Especially if you're working off of something with ultra low power like a small solar panel. I'm going to draw my toroid a bit different than @SeanBoddy but it's the same thing. I found a smaller sized (T35 Ferrite Core, 16mmx9.6mmx6.3mm, 3.87uH part : 495-76691-ND, Wound parallel, 12x with, well I used two straightened out cat 6e wires cut out of the bigger cable - about 30cm long)

*Note, because Circuit Lab doesn't have this toroid in its collection, this schematic won't run:

schematic

simulate this circuit – Schematic created using CircuitLab

Here's what I found. Using an additional inductor at the collector (experiment with different sizes is a MUST) gives different voltages and power outputs. It can give slight variations to your duty cycle and definitely to your frequency.
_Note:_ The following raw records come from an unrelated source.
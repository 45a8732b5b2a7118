/// Closed form of `Σ_{k<n} (i + k)(k - j)`, the product cell for the
/// `i + j` / `i - j` fill pattern.
///
/// Evaluated in `i64`, so it stays exact well past the point where the
/// `i32` accumulation overflows.
pub fn expected_cell(row: usize, col: usize, dimension: usize) -> i64 {
    let (i, j, n) = (row as i64, col as i64, dimension as i64);
    let s1 = n * (n - 1) / 2;
    let s2 = (n - 1) * n * (2 * n - 1) / 6;
    i * s1 - i * j * n + s2 - j * s1
}
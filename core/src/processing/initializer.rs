use crate::math::matrix::MatrixStore;
use crate::prelude::{BenchConfig, BenchResult, MatrixStage};
use crate::telemetry::log::LogManager;

/// Fills `left[i][j] = i + j`, `right[i][j] = i - j` and zeroes `result`.
pub struct Initializer {
    config: BenchConfig,
    logger: LogManager,
}

impl Initializer {
    pub fn new(config: BenchConfig) -> Self {
        Self {
            config,
            logger: LogManager::new(),
        }
    }
}

impl MatrixStage for Initializer {
    fn name(&self) -> &'static str {
        "initializer"
    }

    fn execute(&mut self, store: &mut MatrixStore) -> BenchResult<()> {
        self.config.check_store(store)?;

        let (left, right, result) = store.matrices_mut();
        for ((i, j), value) in left.indexed_iter_mut() {
            *value = (i + j) as i32;
        }
        for ((i, j), value) in right.indexed_iter_mut() {
            *value = i as i32 - j as i32;
        }
        result.fill(0);

        self.logger.detail(format_args!(
            "filled {}x{} operands",
            self.config.dimension, self.config.dimension
        ));
        Ok(())
    }
}

#[cfg(test)]
mod tests {
    use super::*;
    use ndarray::array;

    fn initialized(dimension: usize) -> MatrixStore {
        let mut store = MatrixStore::new(dimension);
        Initializer::new(BenchConfig::new(dimension, (0, 0)))
            .execute(&mut store)
            .unwrap();
        store
    }

    #[test]
    fn initializer_fills_index_pattern() {
        let store = initialized(3);
        assert_eq!(store.left(), array![[0, 1, 2], [1, 2, 3], [2, 3, 4]]);
        assert_eq!(store.right(), array![[0, -1, -2], [1, 0, -1], [2, 1, 0]]);
        assert!(store.result().iter().all(|&v| v == 0));
    }

    #[test]
    fn operands_satisfy_sum_and_difference_laws() {
        let store = initialized(17);
        let (left, right) = (store.left(), store.right());
        for i in 0..17 {
            for j in 0..17 {
                assert_eq!(left[[i, j]] - right[[i, j]], 2 * j as i32);
                assert_eq!(left[[i, j]] + right[[i, j]], 2 * i as i32);
            }
        }
    }

    #[test]
    fn initializer_is_idempotent_and_clears_result() {
        let once = initialized(5);

        let mut twice = initialized(5);
        twice.operands_mut().2.fill(42);
        let mut stage = Initializer::new(BenchConfig::new(5, (0, 0)));
        stage.execute(&mut twice).unwrap();

        assert_eq!(once.left(), twice.left());
        assert_eq!(once.right(), twice.right());
        assert!(twice.result().iter().all(|&v| v == 0));
    }

    #[test]
    fn initializer_rejects_store_of_other_dimension() {
        let mut store = MatrixStore::new(2);
        let mut stage = Initializer::new(BenchConfig::new(3, (0, 0)));
        assert!(stage.execute(&mut store).is_err());
    }
}
pub mod closed_form;
pub mod matrix;

pub use closed_form::expected_cell;
pub use matrix::{MatrixHelper, MatrixStore, SquareMatrix};
use serde::Serialize;
use std::fmt;
use std::time::Duration;

/// Probed result cell and the time spent multiplying.
///
/// `Serialize` is for callers that archive results; the binary only uses
/// `Display`.
#[derive(Debug, Clone, Serialize)]
pub struct BenchReport {
    pub probe: (usize, usize),
    pub value: i32,
    pub elapsed: Duration,
}

impl BenchReport {
    pub fn elapsed_seconds(&self) -> f64 {
        self.elapsed.as_secs_f64()
    }
}

impl fmt::Display for BenchReport {
    fn fmt(&self, f: &mut fmt::Formatter<'_>) -> fmt::Result {
        writeln!(f, "C[{}][{}] = {}", self.probe.0, self.probe.1, self.value)?;
        write!(f, "Execution Time: {:.6} seconds", self.elapsed_seconds())
    }
}
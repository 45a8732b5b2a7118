use crate::math::matrix::MatrixStore;
use serde::{Deserialize, Serialize};

/// Matrix dimension of the reference build.
pub const DEFAULT_DIMENSION: usize = 300;

/// Result cell reported after each run.
pub const DEFAULT_PROBE: (usize, usize) = (100, 100);

const _: () = assert!(DEFAULT_DIMENSION > 0, "matrix dimension must be positive");
const _: () = assert!(
    DEFAULT_PROBE.0 < DEFAULT_DIMENSION && DEFAULT_PROBE.1 < DEFAULT_DIMENSION,
    "probe cell must lie inside the matrix"
);

/// Shared configuration handed to every stage.
///
/// Serde derives let downstream callers persist or compare run settings;
/// the benchmark itself never reads configuration from outside the build.
#[derive(Debug, Clone, PartialEq, Eq, Serialize, Deserialize)]
pub struct BenchConfig {
    pub dimension: usize,
    pub probe: (usize, usize),
}

impl BenchConfig {
    pub fn new(dimension: usize, probe: (usize, usize)) -> Self {
        Self { dimension, probe }
    }

    /// Rejects a zero dimension or a probe outside `[0, dimension)`.
    pub fn validate(&self) -> BenchResult<()> {
        if self.dimension == 0 {
            return Err(BenchError::Configuration(
                "matrix dimension must be positive".into(),
            ));
        }
        let (row, col) = self.probe;
        if row >= self.dimension || col >= self.dimension {
            return Err(BenchError::Configuration(format!(
                "probe C[{}][{}] lies outside a {}x{} matrix",
                row, col, self.dimension, self.dimension
            )));
        }
        Ok(())
    }

    pub(crate) fn check_store(&self, store: &MatrixStore) -> BenchResult<()> {
        if store.dimension() != self.dimension {
            return Err(BenchError::DimensionMismatch {
                expected: self.dimension,
                actual: store.dimension(),
            });
        }
        Ok(())
    }
}

impl Default for BenchConfig {
    fn default() -> Self {
        Self::new(DEFAULT_DIMENSION, DEFAULT_PROBE)
    }
}

/// Common error type for the benchmark pipeline.
#[derive(thiserror::Error, Debug)]
pub enum BenchError {
    #[error("invalid configuration: {0}")]
    Configuration(String),
    #[error("clock unavailable: {0}")]
    ClockUnavailable(String),
    #[error("dimension mismatch: expected {expected}, got {actual}")]
    DimensionMismatch { expected: usize, actual: usize },
}

pub type BenchResult<T> = Result<T, BenchError>;

/// A step of the benchmark that works on the shared matrix store in place.
pub trait MatrixStage {
    fn name(&self) -> &'static str;
    fn execute(&mut self, store: &mut MatrixStore) -> BenchResult<()>;
}

#[cfg(test)]
mod tests {
    use super::*;

    #[test]
    fn default_config_is_reference_build() {
        let config = BenchConfig::default();
        assert_eq!(config.dimension, 300);
        assert_eq!(config.probe, (100, 100));
        assert!(config.validate().is_ok());
    }

    #[test]
    fn zero_dimension_is_rejected() {
        let err = BenchConfig::new(0, (0, 0)).validate().unwrap_err();
        assert!(matches!(err, BenchError::Configuration(_)));
    }

    #[test]
    fn probe_outside_matrix_is_rejected() {
        assert!(matches!(
            BenchConfig::new(100, (100, 0)).validate(),
            Err(BenchError::Configuration(_))
        ));
        assert!(matches!(
            BenchConfig::new(100, (0, 100)).validate(),
            Err(BenchError::Configuration(_))
        ));
        assert!(BenchConfig::new(101, (100, 100)).validate().is_ok());
    }

    #[test]
    fn store_of_other_dimension_is_rejected() {
        let config = BenchConfig::new(4, (0, 0));
        let store = MatrixStore::new(3);
        assert!(matches!(
            config.check_store(&store),
            Err(BenchError::DimensionMismatch {
                expected: 4,
                actual: 3
            })
        ));
    }
}
//! Error types for the archive loader
//!
//! Two layers, deliberately separate: [`ArchiveError`] covers container-level
//! problems that are always fatal (missing file, unreadable zip, I/O), while
//! [`DecodeFailure`] covers a single bad line and is handled according to the
//! active error policy.

use std::fmt;
use std::path::PathBuf;

use thiserror::Error;

/// Result type for archive operations
pub type Result<T> = std::result::Result<T, ArchiveError>;

/// Archive loader errors
#[derive(Error, Debug)]
pub enum ArchiveError {
    #[error("archive not found: {}", .0.display())]
    NotFound(PathBuf),

    #[error("archive cannot be read as a zip container: {0}")]
    Corrupt(#[source] zip::result::ZipError),

    #[error("unsupported compression method {method} for member {member}")]
    UnsupportedCompression {
        member: &'static str,
        method: String,
    },

    #[error("i/o error: {0}")]
    Io(#[from] std::io::Error),

    /// A per-line failure promoted to a terminal error under fail-fast policy.
    #[error("{member}:{line}: {failure}")]
    Decode {
        member: &'static str,
        line: usize,
        #[source]
        failure: DecodeFailure,
    },
}

/// Category of a per-line decode failure
#[derive(Debug, Clone, Copy, PartialEq, Eq, Hash)]
pub enum FailureKind {
    /// Line is not valid UTF-8
    Encoding,
    /// Line is not a syntactically valid JSON value
    Syntax,
    /// Required field missing, wrong value kind, or not a JSON object
    SchemaViolation,
    /// Enumerated field holds a code outside its declared domain
    UnknownEnumValue,
    /// Field not declared by the schema, under the strict unknown-field policy
    UnexpectedField,
}

impl fmt::Display for FailureKind {
    fn fmt(&self, f: &mut fmt::Formatter<'_>) -> fmt::Result {
        let label = match self {
            FailureKind::Encoding => "invalid UTF-8",
            FailureKind::Syntax => "invalid JSON",
            FailureKind::SchemaViolation => "schema violation",
            FailureKind::UnknownEnumValue => "unknown enum value",
            FailureKind::UnexpectedField => "unexpected field",
        };
        f.write_str(label)
    }
}

/// One categorized decode failure for a single line.
///
/// `field` names the offending field (dotted path for nested values, e.g.
/// `favorite.wish`); `value` carries the offending raw value rendered as
/// text. Either may be absent when the failure is not field-specific
/// (encoding and syntax failures).
#[derive(Debug, Clone, PartialEq, Eq)]
pub struct DecodeFailure {
    pub kind: FailureKind,
    pub field: Option<String>,
    pub value: Option<String>,
}

impl DecodeFailure {
    pub(crate) fn with_field(kind: FailureKind, field: impl Into<String>) -> Self {
        Self {
            kind,
            field: Some(field.into()),
            value: None,
        }
    }

    pub(crate) fn with_value(
        kind: FailureKind,
        field: impl Into<String>,
        value: impl Into<String>,
    ) -> Self {
        Self {
            kind,
            field: Some(field.into()),
            value: Some(value.into()),
        }
    }

    pub(crate) fn value_only(kind: FailureKind, value: impl Into<String>) -> Self {
        Self {
            kind,
            field: None,
            value: Some(value.into()),
        }
    }
}

impl fmt::Display for DecodeFailure {
    fn fmt(&self, f: &mut fmt::Formatter<'_>) -> fmt::Result {
        write!(f, "{}", self.kind)?;
        if let Some(field) = &self.field {
            write!(f, " at field `{field}`")?;
        }
        if let Some(value) = &self.value {
            write!(f, " (value: {value})")?;
        }
        Ok(())
    }
}

impl std::error::Error for DecodeFailure {}

/// A decode failure retained under collect policy, with enough context to
/// locate and fix the source line: member name and zero-based physical line
/// number.
#[derive(Debug, Clone, PartialEq, Eq)]
pub struct RecordedFailure {
    pub member: &'static str,
    pub line: usize,
    pub failure: DecodeFailure,
}

impl fmt::Display for RecordedFailure {
    fn fmt(&self, f: &mut fmt::Formatter<'_>) -> fmt::Result {
        write!(f, "{}:{}: {}", self.member, self.line, self.failure)
    }
}

#[cfg(test)]
mod tests {
    use super::*;

    #[test]
    fn decode_failure_display_includes_field_and_value() {
        let failure = DecodeFailure::with_value(FailureKind::UnknownEnumValue, "type", "999");
        assert_eq!(
            failure.to_string(),
            "unknown enum value at field `type` (value: 999)"
        );
    }

    #[test]
    fn recorded_failure_display_names_member_and_line() {
        let recorded = RecordedFailure {
            member: "episode.jsonlines",
            line: 7,
            failure: DecodeFailure {
                kind: FailureKind::Syntax,
                field: None,
                value: None,
            },
        };
        assert_eq!(recorded.to_string(), "episode.jsonlines:7: invalid JSON");
    }
}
The additional resistor at the emitter will add DC bias to your signal which may be nice if you are trying to drive a mosfet at your next stage. Either way, your voltage output will be higher. This resistor will absolutely increase your duty cycle at the cost of your Vpp amplitude. Find a good balance.

You'll always get better current if your inductor doesn't fully discharge, so if you place a capacitor here that can charge and discharge fast enough (depending on the power output of your battery source) it will work better. If this is an ultra low power source, a very small capacitor might be the best thing.

These are the things I've experimented with. With the same battery I have results ranging from 5V to 22V Vpp and under load at the Output Capacitor 1mA to 32mA just by changing these three things.